=== Records for this exercise ===
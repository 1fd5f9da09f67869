//! # Error Types
//!
//! General error handling for the bridge.
//!
//! We use `thiserror` to automatically generate `Error` trait implementations
//! and nice error messages. Every error also maps onto the status-code
//! convention of the data access contract through [`BridgeError::status`],
//! so callers sitting on the ABI boundary never have to invent codes.

use std::fmt;

use thiserror::Error;

/// Status code in the data access contract convention
///
/// Non-negative values are success, negative values are failure. The bridge
/// only ever produces the fixed set of constants below, but codes returned by
/// a collaborator are passed through unchanged via
/// [`BridgeError::Propagated`].
#[derive(Debug, Clone, Copy, PartialEq, Eq, Hash)]
pub struct HResult(i32);

#[allow(clippy::cast_possible_wrap)]
impl HResult
{
    /// Success
    pub const S_OK: Self = HResult(0);
    /// Success, with nothing to report
    pub const S_FALSE: Self = HResult(1);
    /// The method is part of the contract but has no implementation here
    pub const E_NOTIMPL: Self = HResult(0x8000_4001_u32 as i32);
    /// A collaborator the call depends on is not ready
    pub const E_UNEXPECTED: Self = HResult(0x8000_FFFF_u32 as i32);
    /// The read touched memory that is known to be absent
    pub const E_ACCESSDENIED: Self = HResult(0x8007_0005_u32 as i32);
    /// Generic failure
    pub const E_FAIL: Self = HResult(0x8000_4005_u32 as i32);
    /// Allocation failure
    pub const E_OUTOFMEMORY: Self = HResult(0x8007_000E_u32 as i32);
    /// An argument was rejected
    pub const E_INVALIDARG: Self = HResult(0x8007_0057_u32 as i32);

    /// Wrap a raw status value.
    pub const fn from_raw(raw: i32) -> Self
    {
        HResult(raw)
    }

    /// The raw status value.
    pub const fn raw(self) -> i32
    {
        self.0
    }

    /// `true` for every non-negative status.
    pub const fn is_success(self) -> bool
    {
        self.0 >= 0
    }

    /// `true` for every negative status.
    pub const fn is_failure(self) -> bool
    {
        self.0 < 0
    }

    /// Convert into a `Result`, keeping failures as [`BridgeError::Propagated`].
    ///
    /// ```rust
    /// use dacbridge_core::error::{BridgeError, HResult};
    ///
    /// assert!(HResult::S_OK.into_result().is_ok());
    /// assert!(matches!(HResult::E_FAIL.into_result(), Err(BridgeError::Propagated(_))));
    /// ```
    pub fn into_result(self) -> Result<()>
    {
        if self.is_success() {
            Ok(())
        } else {
            Err(BridgeError::Propagated(self))
        }
    }
}

impl fmt::Display for HResult
{
    #[allow(clippy::cast_sign_loss)]
    fn fmt(&self, f: &mut fmt::Formatter<'_>) -> fmt::Result
    {
        write!(f, "0x{:08x}", self.0 as u32)
    }
}

/// Main error type for bridge operations
///
/// This enum represents all the ways a bridge operation can fail.
///
/// ## Error Categories
///
/// 1. **Readiness errors**: ServiceUnavailable
/// 2. **Lookup errors**: NotFound
/// 3. **Contract errors**: Unsupported, InvalidArgument
/// 4. **Hosting errors**: HostFailure
/// 5. **Memory errors**: AccessDenied
/// 6. **Collaborator errors**: Propagated, Failed
/// 7. **I/O errors**: Io (for scratch directory and runtime discovery)
#[derive(Error, Debug)]
pub enum BridgeError
{
    /// A collaborator the operation depends on is not ready yet
    ///
    /// This happens when:
    /// - The host environment does not offer the capability at all
    /// - The hosted helpers have not been bound yet
    /// - No runtime loader or native binder was registered
    #[error("Service unavailable: {0}")]
    ServiceUnavailable(String),

    /// A module, runtime, symbol file, document or variable is absent
    #[error("Not found: {0}")]
    NotFound(String),

    /// The request is valid but this bridge does not implement it
    ///
    /// Dynamic modules and the write/TLS/set-context parts of the data access
    /// contract end up here.
    #[error("Not supported: {0}")]
    Unsupported(String),

    /// The secondary runtime could not be started or bound
    ///
    /// Once this has been reported, every hosting-dependent feature stays
    /// disabled for the rest of the process.
    #[error("Hosting failed: {0}")]
    HostFailure(String),

    /// The read overlaps a metadata range that is not present in the dump
    #[error("Access denied: {size} bytes at 0x{address:016x} fall in absent metadata")]
    AccessDenied
    {
        /// Start of the refused read
        address: u64,
        /// Length of the refused read
        size: usize,
    },

    /// Invalid argument passed to a bridge function
    #[error("Invalid argument: {0}")]
    InvalidArgument(String),

    /// Generic failure reported by a collaborator without a status code
    #[error("Operation failed: {0}")]
    Failed(String),

    /// A collaborator's own failure status, passed through unchanged
    #[error("Collaborator returned {0}")]
    Propagated(HResult),

    /// I/O error (scratch directory, runtime directory probing, etc.)
    #[error("IO error: {0}")]
    Io(#[from] std::io::Error),
}

impl BridgeError
{
    /// Map this error onto the data access contract's status convention.
    ///
    /// ```rust
    /// use dacbridge_core::error::{BridgeError, HResult};
    ///
    /// let err = BridgeError::Unsupported("SetTLSValue".into());
    /// assert_eq!(err.status(), HResult::E_NOTIMPL);
    /// ```
    pub fn status(&self) -> HResult
    {
        match self {
            BridgeError::ServiceUnavailable(_) => HResult::E_UNEXPECTED,
            BridgeError::Unsupported(_) => HResult::E_NOTIMPL,
            BridgeError::AccessDenied { .. } => HResult::E_ACCESSDENIED,
            BridgeError::InvalidArgument(_) => HResult::E_INVALIDARG,
            BridgeError::Propagated(status) => *status,
            BridgeError::NotFound(_) | BridgeError::HostFailure(_) | BridgeError::Failed(_) | BridgeError::Io(_) => {
                HResult::E_FAIL
            }
        }
    }

    /// `true` when the error means "no source information" rather than a
    /// broken session.
    pub fn is_not_found(&self) -> bool
    {
        matches!(self, BridgeError::NotFound(_))
    }
}

/// Convenience type alias for `Result<T, BridgeError>`
///
/// ```rust
/// use dacbridge_core::error::Result;
/// fn foo() -> Result<()>
/// {
///     Ok(())
/// }
/// ```
pub type Result<T> = std::result::Result<T, BridgeError>;

/// Collapse a bridge result into a bare status code for the ABI boundary.
pub fn status_of<T>(result: &Result<T>) -> HResult
{
    match result {
        Ok(_) => HResult::S_OK,
        Err(err) => err.status(),
    }
}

=== What is expected ===
Match on "been" and report each line of the data above that has it.

=== Answer space ===
    /// - The hosted helpers have not been bound yet
    /// Once this has been reported, every hosting-dependent feature stays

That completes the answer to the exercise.